Après s'être imposé vendredi au Blockhaus avec 13 secondes d'avance sur Felix Gall, le Danois a récidivé sur les hauteurs de la station d'Emilie-Romagne en devançant l'Autrichien de 12 secondes cette fois.
Rien de spectaculaire, d'autant qu'il a refusé de prendre des relais avec le leader de Decathlon CMA CGM dans les deux derniers kilomètres de l'ascension finale. Mais une gestion au millimètre pour le double vainqueur du Tour de France (2022 et 2023) qui semble n'avoir ni l'envie ni le besoin d'en faire trop.

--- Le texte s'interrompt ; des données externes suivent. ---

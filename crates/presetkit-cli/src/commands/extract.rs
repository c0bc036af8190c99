//! Schema extraction from `parameter.hpp` headers.

use std::collections::HashMap;
use std::path::{Path, PathBuf};

use clap::Args;
use presetkit_config::{DEFAULT_OUT_DIR, save_schema};
use presetkit_extract::{ExtractorConfig, SchemaExtractor};

use super::common::{BatchReport, Stage, collect_inputs, parse_define, progress_bar};

const HEADER_NAME: &str = "parameter.hpp";

#[derive(Args)]
pub struct ExtractArgs {
    /// Header files or directories to search for parameter.hpp
    #[arg(value_name = "INPUT", required = true)]
    inputs: Vec<PathBuf>,

    /// Directory for <Plugin>.type.json artifacts
    #[arg(short, long, default_value = DEFAULT_OUT_DIR)]
    out_dir: PathBuf,

    /// Integer constant for enum expressions (e.g. "nVoice=32")
    #[arg(short = 'D', long = "define", value_parser = parse_define, number_of_values = 1)]
    defines: Vec<(String, i64)>,

    /// Directory names to skip while searching (e.g. "_dump")
    #[arg(long, number_of_values = 1)]
    exclude: Vec<String>,

    /// Enum entry that terminates the parameter list
    #[arg(long, default_value = "ID_ENUM_LENGTH")]
    sentinel: String,

    /// Namespace enclosing the parameter enum
    #[arg(long, default_value = "ParameterID")]
    namespace: String,

    /// Name of the parameter enum
    #[arg(long, default_value = "ID")]
    enum_name: String,
}

pub fn run(args: ExtractArgs) -> anyhow::Result<()> {
    let excluded = |path: &Path| {
        path.components().any(|c| {
            args.exclude
                .iter()
                .any(|name| c.as_os_str() == name.as_str())
        })
    };
    let headers = collect_inputs(&args.inputs, "hpp", |p| {
        p.file_name().is_some_and(|n| n == HEADER_NAME) && !excluded(p)
    });
    if headers.is_empty() {
        anyhow::bail!("no {HEADER_NAME} found in the given inputs");
    }

    let config = ExtractorConfig {
        namespace: Some(args.namespace.clone()),
        enum_name: args.enum_name.clone(),
        sentinel: args.sentinel.clone(),
        constants: args.defines.iter().cloned().collect(),
        ..ExtractorConfig::default()
    };
    let extractor = SchemaExtractor::with_config(config);

    let mut report = BatchReport::default();
    let mut written: HashMap<String, PathBuf> = HashMap::new();
    let pb = progress_bar(headers.len());

    for path in &headers {
        pb.set_message(path.display().to_string());
        match extract_one(&extractor, path, &args.out_dir, &mut written) {
            Ok((artifact, count)) => {
                report.ok();
                pb.suspend(|| {
                    println!("{} -> {} ({count} parameters)", path.display(), artifact.display());
                });
            }
            Err((stage, err)) => {
                pb.suspend(|| report.fail(path, stage, err.as_ref()));
            }
        }
        pb.inc(1);
    }
    pb.finish_and_clear();

    report.finish("headers")
}

type StageError = (Stage, Box<dyn std::error::Error + Send + Sync>);

/// Two headers in one run name the same plugin.
#[derive(Debug, thiserror::Error)]
#[error("plugin '{plugin}' was already extracted from '{first}' in this run")]
struct DuplicatePlugin {
    plugin: String,
    first: PathBuf,
}

/// Extract one header. `written` maps plugin names to the header that
/// produced their artifact earlier in the run.
fn extract_one(
    extractor: &SchemaExtractor,
    path: &Path,
    out_dir: &Path,
    written: &mut HashMap<String, PathBuf>,
) -> Result<(PathBuf, usize), StageError> {
    let source = std::fs::read_to_string(path).map_err(|e| (Stage::Read, e.into()))?;
    let schema = extractor
        .extract(&source)
        .map_err(|e| (Stage::Extract, e.into()))?;

    if let Some(first) = written.get(schema.plugin()) {
        let err = DuplicatePlugin {
            plugin: schema.plugin().to_string(),
            first: first.clone(),
        };
        return Err((Stage::Write, err.into()));
    }

    let artifact = save_schema(&schema, out_dir).map_err(|e| (Stage::Write, e.into()))?;
    written.insert(schema.plugin().to_string(), path.to_path_buf());
    Ok((artifact, schema.len()))
}

#[cfg(test)]
mod tests {
    use super::*;

    const HEADER: &str = "// This file is part of Same.\n\
        namespace ParameterID { enum ID { gain, ID_ENUM_LENGTH }; }\n\
        value[ID::gain] = std::make_unique<LinearValue>(0.5, s, \"gain\", f);\n";

    #[test]
    fn second_header_for_same_plugin_is_rejected() {
        let temp = tempfile::TempDir::new().unwrap();
        let first = temp.path().join("a.hpp");
        let second = temp.path().join("b.hpp");
        std::fs::write(&first, HEADER).unwrap();
        std::fs::write(&second, HEADER).unwrap();

        let extractor = SchemaExtractor::new();
        let mut written = HashMap::new();
        extract_one(&extractor, &first, temp.path(), &mut written).unwrap();
        let (stage, err) =
            extract_one(&extractor, &second, temp.path(), &mut written).unwrap_err();
        assert_eq!(stage, Stage::Write);
        assert!(err.to_string().contains(&first.display().to_string()));
    }
}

"On est là où on voulait être. Je suis bien placé au classement général. Jusqu'ici, tout se passe bien pour nous", a expliqué le leader de Visma-Lease a bike qui, avant la deuxième journée de repos, ne compte plus que 2:24 de retard au classement général sur l'épatant Afonso Eulalio.
Méconnu avant le Giro mais sublimé par le port du maillot rose, le Portugais s'est arraché pour terminer cinquième de l'étape et conserver sa tunique de leader qu'il devrait céder logiquement mardi lors du seul contre-la-montre au programme, sur 42 km entre Viareggio et Massa.
"Hum, ça va être trop juste", a-t-il calculé avant de monter sur le podium.
La prise de pouvoir de Vingegaard, excellent sur les chronos des grands Tours, semble donc imminente. D'autant que Felix Gall est tout sauf un spécialiste du contre-la-montre et que l'Italien Giulio Pellizzari, considéré comme le principal challenger avant le départ, a perdu pied en concédant près d'une minute et demie dimanche.
C'est justement parce qu'il est conscient de ses limites en chrono que Gall, cinquième du dernier Tour de France, a abattu ses cartes dans la montée vers le Corno alle Scale, après avoir fait rouler son équipe pendant toute la journée.
- "Toujours bon de gagner" -
"L'équipe a fait un boulot incroyable pour contrôler l'échappée, c'est un plaisir de rouler avec des gars aussi forts. Je ressens un peu de fatigue et le jour de repos (lundi) fera du bien. Mais je suis très très satisfait", a commenté l’Autrichien, troisième du général à 35 secondes de Vingegaard, à qui il n'en voulait pas, a-t-il assuré.
"Jonas n'avait pas intérêt à collaborer, du coup j'ai fait comme s'il n’était pas là", a expliqué Gall, qui est passé à l'attaque à environ 2,5 km du sommet avec le seul Danois sur son porte-bagage.
Les deux hommes sont rapidement revenus sur l'Italien Giulio Ciccone, dont le pari de lâcher du lest au général la veille pour mieux avoir le droit de viser des étapes a failli payer de suite. Et puis, à 900 mètres de la ligne, Vingegaard a accéléré pour planter Gall et aller décrocher sa deuxième victoire dans ce Giro.
"On ne voulait pas jouer la victoire d'étape, contrairement à Decathlon CMA CGM comme on l'a rapidement compris. Mais une fois qu'elle était à portée de main, on a décidé, dans la dernière montée, d'y aller. C'est toujours bon de gagner", a expliqué le Danois dont le style "épicier" ne ravit pas forcément tout le monde.
Derrière, son jeune coéquipier italien Davide Piganzoli a pris une belle troisième place alors que le grimpeur français Mathys Rondel, 22 ans, a confirmé sa grande forme en terminant septième, ce qui est aussi sa place au général.
"Ca reste correct", a estimé sans emphase le Sarthois qui s'attend à perdre "un peu, voire beaucoup de temps sur le chrono" mardi, mais espère repointer le bout de son nez dans les longs cols de la troisième semaine.